It has been a hectic week for fixed income markets and Friday offers the chance for more action in reaction to the upcoming employment report. The government 10-year yield has reversed by 12-basis points from its early-week peak at 2.72%. The two-year government note has also seen its yield dip, but given its sensitivity to monetary tightening by the Fed, has moved by less. As a result and as you can see from the below chart, the yield curve is undergoing a bearish flattening. The distance between twos-and-10s has narrowed to 220 basis points having started the year at 265 basis points when the yield on the 10-year started out at 3.02%. Back then Treasury traders were trying to unravel the Fed’s actions having just started (unexpectedly) to taper its bond-buying.

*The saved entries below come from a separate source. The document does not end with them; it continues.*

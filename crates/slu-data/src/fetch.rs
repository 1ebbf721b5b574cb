//! Download-verify-extract handling for the dataset archives.
//!
//! An archive is fetched only when the local copy is missing or its SHA-1
//! does not match the descriptor. A verified archive is never touched again,
//! so repeated dataset construction performs no network traffic.

use std::fs::{self, File};
use std::io::{self, BufReader, BufWriter, Read, Write};
use std::path::{Path, PathBuf};
use std::time::Duration;

use sha1::{Digest, Sha1};
use tracing::{debug, info, warn};

use crate::errors::{DataError, Result};

const USER_AGENT: &str = concat!("slu-data/", env!("CARGO_PKG_VERSION"));
const CONNECT_TIMEOUT: Duration = Duration::from_secs(30);

/// Static download metadata for one corpus archive.
#[derive(Debug, Clone, Copy, PartialEq, Eq)]
pub struct DownloadDescriptor<'a> {
    pub filename: &'a str,
    pub url: &'a str,
    pub sha1: &'a str,
}

/// What `ensure_archive` had to do to make the archive available.
#[derive(Debug, Clone, PartialEq, Eq)]
pub enum FetchOutcome {
    Cached,
    Downloaded { extracted: usize },
}

/// Retrieves the raw bytes of an archive into `dest`, replacing any existing file.
pub trait ArchiveSource {
    fn fetch(&self, url: &str, dest: &Path) -> Result<()>;
}

/// HTTPS retrieval with certificate verification enabled.
pub struct HttpSource {
    client: reqwest::blocking::Client,
}

impl HttpSource {
    pub fn new() -> Result<Self> {
        let client = reqwest::blocking::Client::builder()
            .user_agent(USER_AGENT)
            .connect_timeout(CONNECT_TIMEOUT)
            .build()
            .map_err(|err| DataError::retrieval("<client>", err))?;
        Ok(Self { client })
    }
}

impl ArchiveSource for HttpSource {
    fn fetch(&self, url: &str, dest: &Path) -> Result<()> {
        info!(url, dest = %dest.display(), "downloading archive");
        let mut response = self
            .client
            .get(url)
            .send()
            .and_then(|response| response.error_for_status())
            .map_err(|err| DataError::retrieval(url, err))?;

        let written = stream_to_file(&mut response, dest, url)?;
        debug!(bytes = written, "download complete");
        Ok(())
    }
}

/// Streams `body` into `<dest>.part`, then renames it over `dest`. The
/// partial file is removed when the transfer fails.
fn stream_to_file<R: Read>(body: &mut R, dest: &Path, url: &str) -> Result<u64> {
    let partial = partial_path(dest);
    let written = match copy_body(body, &partial, url) {
        Ok(written) => written,
        Err(err) => {
            let _ = fs::remove_file(&partial);
            return Err(err);
        }
    };
    fs::rename(&partial, dest)?;
    Ok(written)
}

fn copy_body<R: Read>(body: &mut R, partial: &Path, url: &str) -> Result<u64> {
    let mut writer = BufWriter::new(File::create(partial)?);
    let written = io::copy(body, &mut writer).map_err(|err| DataError::retrieval(url, err))?;
    writer.flush()?;
    Ok(written)
}

/// Guarantees a verified, extracted copy of the archive exists under `root`.
pub fn ensure_archive(
    root: &Path,
    descriptor: &DownloadDescriptor<'_>,
    source: &dyn ArchiveSource,
) -> Result<FetchOutcome> {
    fs::create_dir_all(root)?;
    let archive_path = root.join(descriptor.filename);

    if archive_path.is_file() && check_sha1(&archive_path, descriptor.sha1)? {
        debug!(archive = %archive_path.display(), "archive verified, skipping download");
        return Ok(FetchOutcome::Cached);
    }

    if archive_path.exists() {
        warn!(
            archive = %archive_path.display(),
            "existing archive failed verification, downloading again"
        );
    }

    source.fetch(descriptor.url, &archive_path)?;

    let actual = sha1_file(&archive_path)?;
    if !actual.eq_ignore_ascii_case(descriptor.sha1) {
        let _ = fs::remove_file(&archive_path);
        return Err(DataError::Integrity {
            path: archive_path,
            expected: descriptor.sha1.to_ascii_lowercase(),
            actual,
        });
    }

    let extracted = extract_archive(&archive_path, root)?;
    info!(
        archive = %archive_path.display(),
        extracted,
        "archive extracted"
    );
    Ok(FetchOutcome::Downloaded { extracted })
}

/// Lowercase hex SHA-1 of a file's contents.
pub fn sha1_file(path: &Path) -> Result<String> {
    let file = File::open(path)?;
    let mut reader = BufReader::new(file);
    let mut hasher = Sha1::new();
    let mut buffer = [0u8; 8 * 1024];

    loop {
        let read = reader.read(&mut buffer)?;
        if read == 0 {
            break;
        }
        hasher.update(&buffer[..read]);
    }

    Ok(format!("{:x}", hasher.finalize()))
}

pub fn check_sha1(path: &Path, expected: &str) -> Result<bool> {
    Ok(sha1_file(path)?.eq_ignore_ascii_case(expected))
}

/// Extracts every member of a zip archive under `root`, overwriting existing
/// files. Returns the number of files written.
pub fn extract_archive(archive_path: &Path, root: &Path) -> Result<usize> {
    let file = File::open(archive_path)?;
    let mut archive = zip::ZipArchive::new(BufReader::new(file))
        .map_err(|err| DataError::archive(archive_path, err))?;

    let mut written = 0;
    for index in 0..archive.len() {
        let mut entry = archive
            .by_index(index)
            .map_err(|err| DataError::archive(archive_path, err))?;
        let relative = entry
            .enclosed_name()
            .map(|name| name.to_path_buf())
            .ok_or_else(|| {
                DataError::archive(
                    archive_path,
                    format!("member '{}' escapes the extraction root", entry.name()),
                )
            })?;
        let target = root.join(relative);

        if entry.is_dir() {
            fs::create_dir_all(&target)?;
            continue;
        }

        if let Some(parent) = target.parent() {
            fs::create_dir_all(parent)?;
        }
        let mut out = BufWriter::new(File::create(&target)?);
        io::copy(&mut entry, &mut out).map_err(|err| {
            DataError::archive(
                archive_path,
                format!("failed to extract '{}': {err}", entry.name()),
            )
        })?;
        out.flush()?;
        written += 1;
    }

    Ok(written)
}

fn partial_path(dest: &Path) -> PathBuf {
    let mut name = dest
        .file_name()
        .map(|name| name.to_os_string())
        .unwrap_or_default();
    name.push(".part");
    dest.with_file_name(name)
}

#[cfg(test)]
mod tests {
    use super::*;
    use std::cell::Cell;
    use tempfile::tempdir;

    struct BytesSource {
        bytes: Vec<u8>,
        calls: Cell<usize>,
    }

    impl ArchiveSource for BytesSource {
        fn fetch(&self, _url: &str, dest: &Path) -> Result<()> {
            self.calls.set(self.calls.get() + 1);
            fs::write(dest, &self.bytes)?;
            Ok(())
        }
    }

    fn zip_bytes(entries: &[(&str, &str)]) -> Vec<u8> {
        let mut buffer = io::Cursor::new(Vec::new());
        {
            let mut writer = zip::ZipWriter::new(&mut buffer);
            let options = zip::write::SimpleFileOptions::default()
                .compression_method(zip::CompressionMethod::Deflated);
            for (name, contents) in entries {
                writer.start_file(*name, options).unwrap();
                writer.write_all(contents.as_bytes()).unwrap();
            }
            writer.finish().unwrap();
        }
        buffer.into_inner()
    }

    fn sha1_hex(bytes: &[u8]) -> String {
        format!("{:x}", Sha1::digest(bytes))
    }

    #[test]
    fn sha1_of_known_input() {
        let dir = tempdir().unwrap();
        let path = dir.path().join("abc.txt");
        fs::write(&path, b"abc").unwrap();
        assert_eq!(
            sha1_file(&path).unwrap(),
            "a9993e364706816aba3e25717850c26c9cd0d89d"
        );
        assert!(check_sha1(&path, "A9993E364706816ABA3E25717850C26C9CD0D89D").unwrap());
    }

    #[test]
    fn downloads_verifies_and_extracts() {
        let dir = tempdir().unwrap();
        let root = dir.path().join("nested").join("corpus");
        let bytes = zip_bytes(&[("a.txt", "alpha"), ("sub/b.txt", "beta")]);
        let sha = sha1_hex(&bytes);
        let source = BytesSource {
            bytes,
            calls: Cell::new(0),
        };
        let descriptor = DownloadDescriptor {
            filename: "corpus.zip",
            url: "https://example.invalid/corpus.zip",
            sha1: &sha,
        };

        let outcome = ensure_archive(&root, &descriptor, &source).unwrap();
        assert_eq!(outcome, FetchOutcome::Downloaded { extracted: 2 });
        assert_eq!(fs::read_to_string(root.join("a.txt")).unwrap(), "alpha");
        assert_eq!(fs::read_to_string(root.join("sub/b.txt")).unwrap(), "beta");

        let again = ensure_archive(&root, &descriptor, &source).unwrap();
        assert_eq!(again, FetchOutcome::Cached);
        assert_eq!(source.calls.get(), 1);
    }

    #[test]
    fn corrupt_local_copy_is_replaced() {
        let dir = tempdir().unwrap();
        let bytes = zip_bytes(&[("a.txt", "fresh")]);
        let sha = sha1_hex(&bytes);
        fs::write(dir.path().join("corpus.zip"), b"stale bytes").unwrap();
        fs::write(dir.path().join("a.txt"), "old").unwrap();

        let source = BytesSource {
            bytes,
            calls: Cell::new(0),
        };
        let descriptor = DownloadDescriptor {
            filename: "corpus.zip",
            url: "https://example.invalid/corpus.zip",
            sha1: &sha,
        };
        ensure_archive(dir.path(), &descriptor, &source).unwrap();

        assert_eq!(source.calls.get(), 1);
        assert_eq!(fs::read_to_string(dir.path().join("a.txt")).unwrap(), "fresh");
    }

    #[test]
    fn checksum_mismatch_after_download_is_fatal() {
        let dir = tempdir().unwrap();
        let source = BytesSource {
            bytes: zip_bytes(&[("a.txt", "alpha")]),
            calls: Cell::new(0),
        };
        let descriptor = DownloadDescriptor {
            filename: "corpus.zip",
            url: "https://example.invalid/corpus.zip",
            sha1: "0000000000000000000000000000000000000000",
        };

        let err = ensure_archive(dir.path(), &descriptor, &source).unwrap_err();
        assert!(matches!(err, DataError::Integrity { .. }));
        assert!(!dir.path().join("corpus.zip").exists());
        assert!(!dir.path().join("a.txt").exists());
    }

    struct UnreachableSource;

    impl ArchiveSource for UnreachableSource {
        fn fetch(&self, url: &str, _dest: &Path) -> Result<()> {
            Err(DataError::retrieval(url, "connection refused"))
        }
    }

    #[test]
    fn retrieval_failure_propagates_without_extracting() {
        let dir = tempdir().unwrap();
        let root = dir.path().join("corpus");
        let descriptor = DownloadDescriptor {
            filename: "corpus.zip",
            url: "https://example.invalid/corpus.zip",
            sha1: "0000000000000000000000000000000000000000",
        };

        let err = ensure_archive(&root, &descriptor, &UnreachableSource).unwrap_err();
        match err {
            DataError::Retrieval { url, .. } => assert_eq!(url, descriptor.url),
            other => panic!("unexpected error: {other}"),
        }
        assert!(root.is_dir());
        assert_eq!(fs::read_dir(&root).unwrap().count(), 0);
    }

    /// Yields some bytes, then fails as a dropped connection would.
    struct TruncatedBody {
        sent: bool,
    }

    impl Read for TruncatedBody {
        fn read(&mut self, buf: &mut [u8]) -> io::Result<usize> {
            if self.sent {
                return Err(io::Error::new(io::ErrorKind::ConnectionReset, "reset"));
            }
            self.sent = true;
            buf[..4].copy_from_slice(b"PK\x03\x04");
            Ok(4)
        }
    }

    #[test]
    fn interrupted_transfer_leaves_no_partial_file() {
        let dir = tempdir().unwrap();
        let dest = dir.path().join("corpus.zip");

        let err = stream_to_file(&mut TruncatedBody { sent: false }, &dest, "https://example.invalid")
            .unwrap_err();
        assert!(matches!(err, DataError::Retrieval { .. }));
        assert!(!dest.exists());
        assert!(!dir.path().join("corpus.zip.part").exists());

        let written = stream_to_file(&mut io::Cursor::new(b"zip bytes".to_vec()), &dest, "u").unwrap();
        assert_eq!(written, 9);
        assert_eq!(fs::read(&dest).unwrap(), b"zip bytes");
        assert!(!dir.path().join("corpus.zip.part").exists());
    }

    #[test]
    fn non_zip_payload_is_reported_as_corrupt() {
        let dir = tempdir().unwrap();
        let bytes = b"definitely not a zip".to_vec();
        let sha = sha1_hex(&bytes);
        let source = BytesSource {
            bytes,
            calls: Cell::new(0),
        };
        let descriptor = DownloadDescriptor {
            filename: "corpus.zip",
            url: "https://example.invalid/corpus.zip",
            sha1: &sha,
        };

        let err = ensure_archive(dir.path(), &descriptor, &source).unwrap_err();
        assert!(matches!(err, DataError::Archive { .. }));
    }
}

While stocks continue to take a rosy perspective on an economic rebound, yields continue to decline. One reason why this might be happening in the face of expectations of an improving economy is the volume of corporate issues coming to market recently. Apple(NYSE:AAPL) issued $12 billion in debt this week just to fund its dividend payout. When bonds are priced to the curve, Treasurers pass the “rate-lock” risk to dealers who now have to hedge through Treasury purchases as the new issues come to market. The combination of dealers chasing bond yields lower out of necessity to hedge corporate issuance and an inevitable squeeze on existing short positions might be forcing yields down lower than is reasonable as investors stare down the barrel of the nonfarm payroll report.
Chart – Curve flattening between two-and 10-year yields
Whether corporate issuance is or is not the culprit, the yield curve is flattening significantly. The market is coming to terms with the Fed’s tough task of explaining its tapering process, determining the take-off point for short-term interest rates and feeling out its equilibrium level for short-term rates over a vague time frame. The April ISM manufacturing report showed another dip in the closely-watched prices paid index, which is another positive sign for price developments. Yet while activity is rebounding, the Fed is not winning the inflation half of its dual mandate in terms of restoring prices back to the 2% threshold. Bond yields could fall further and the curve could flatten more should the employment half of its mandate not pick-up soon.